(Collected data)

________________

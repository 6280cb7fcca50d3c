//! HTTP surface for a host application.
//!
//! Exposes projected readings, coordinator status, and the explicit
//! refresh trigger.

mod dto;
mod routes;
mod state;

pub use dto::*;
pub use routes::{AppError, create_router};
pub use state::AppState;
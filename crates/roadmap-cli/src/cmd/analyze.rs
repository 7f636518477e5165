use crate::cmd::load_config;
use crate::output::{fmt_list, fmt_percent, fmt_score, print_json, print_table};
use anyhow::Context;
use roadmap_core::io::read_spec;
use roadmap_core::paths::spec_stem;
use roadmap_core::pipeline::{analyze, PipelineInputs, RoadmapPlan};
use roadmap_core::template::FsProbe;
use std::path::Path;

/// Measurements supplied on the command line.
pub struct Overrides {
    pub risk: Option<String>,
    pub scope: Option<String>,
    pub dependency_depth: Option<u32>,
}

pub fn run(
    root: &Path,
    config: Option<&Path>,
    spec: &Path,
    overrides: Overrides,
    json: bool,
) -> anyhow::Result<()> {
    let config = load_config(root, config)?;
    let content = read_spec(spec)?;
    let inputs = PipelineInputs {
        root: root.to_path_buf(),
        risk_severity: overrides.risk,
        scope_size: overrides.scope,
        dependency_depth: overrides.dependency_depth,
    };

    let plan = analyze(&content, &spec_stem(spec), &inputs, &config, &FsProbe)
        .with_context(|| format!("cannot analyze {}", spec.display()))?;

    if json {
        print_json(&plan)
    } else {
        print_plan(&plan);
        Ok(())
    }
}

fn print_plan(plan: &RoadmapPlan) {
    println!("Title:        {}", plan.title);
    for issue in &plan.report.issues {
        println!("Warning:      {}", issue.message);
    }
    println!(
        "Requirements: {} ({} dependencies, {} risks)",
        plan.extraction.requirement_count(),
        plan.extraction.dependencies.len(),
        plan.extraction.risks.len()
    );
    println!();

    let rows = plan
        .domains
        .sorted_desc()
        .into_iter()
        .map(|s| vec![s.domain.clone(), fmt_percent(s.percent)])
        .collect();
    print_table(&["DOMAIN", "SHARE"], rows);
    println!();

    println!(
        "Complexity:   {} ({})",
        fmt_score(plan.complexity.score),
        plan.complexity.tier
    );
    let rows = plan
        .complexity
        .factors
        .iter()
        .map(|f| {
            vec![
                f.name.clone(),
                f.input.clone(),
                fmt_score(f.score),
                fmt_score(f.weight),
            ]
        })
        .collect();
    print_table(&["FACTOR", "INPUT", "SCORE", "WEIGHT"], rows);
    if !plan.complexity.degraded_factors.is_empty() {
        println!(
            "Degraded:     {} (unknown label, fallback score used)",
            plan.complexity.degraded_factors.join(", ")
        );
    }
    println!();

    let fallback = if plan.personas.fallback_used {
        " (fallback)"
    } else {
        ""
    };
    println!("Persona:      {}{fallback}", plan.personas.primary);
    println!("Consulting:   {}", fmt_list(&plan.personas.consulting));

    let source = &plan.template.discovery;
    match &plan.template.template_file {
        Some(file) => println!(
            "Template:     {} from {} ({})",
            plan.template.template_type,
            source.source,
            file.display()
        ),
        None => println!(
            "Template:     {} ({})",
            plan.template.template_type, source.source
        ),
    }

    let range = plan.milestones.count_range;
    println!("Milestones:   {}-{}", range.min, range.max);
    println!(
        "Required:     {}",
        fmt_list(&plan.milestones.required_milestones)
    );
}
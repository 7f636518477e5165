use crate::output::{fmt_list, print_json, print_table};
use roadmap_core::extract::extract;
use roadmap_core::io::read_spec;
use roadmap_core::paths::spec_stem;
use std::path::Path;

fn yes_no(b: bool) -> &'static str {
    if b {
        "yes"
    } else {
        "no"
    }
}

pub fn run(spec: &Path, json: bool) -> anyhow::Result<()> {
    let content = read_spec(spec)?;
    let extraction = extract(&content, &spec_stem(spec));

    if json {
        return print_json(&extraction);
    }

    println!("Title:         {}", extraction.title);
    println!(
        "Requirements:  {} functional, {} non-functional",
        extraction.functional().count(),
        extraction.non_functional().count()
    );
    println!("In scope:      {}", yes_no(extraction.has_in_scope));
    println!("Out of scope:  {}", yes_no(extraction.has_out_of_scope));
    println!("Dependencies:  {}", fmt_list(&extraction.dependencies));
    println!("Risks:         {}", fmt_list(&extraction.risks));
    println!("Criteria:      {}", extraction.success_criteria.len());

    if !extraction.requirements.is_empty() {
        println!();
        let rows = extraction
            .requirements
            .iter()
            .map(|r| vec![r.id.clone(), r.kind.to_string(), r.description.clone()])
            .collect();
        print_table(&["ID", "KIND", "DESCRIPTION"], rows);
    }
    Ok(())
}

________________

* What you should do:
List, from the entries above, every line in which the word "range" shows up.

* Solution:
    let range = plan.milestones.count_range;
    println!("Milestones:   {}-{}", range.min, range.max);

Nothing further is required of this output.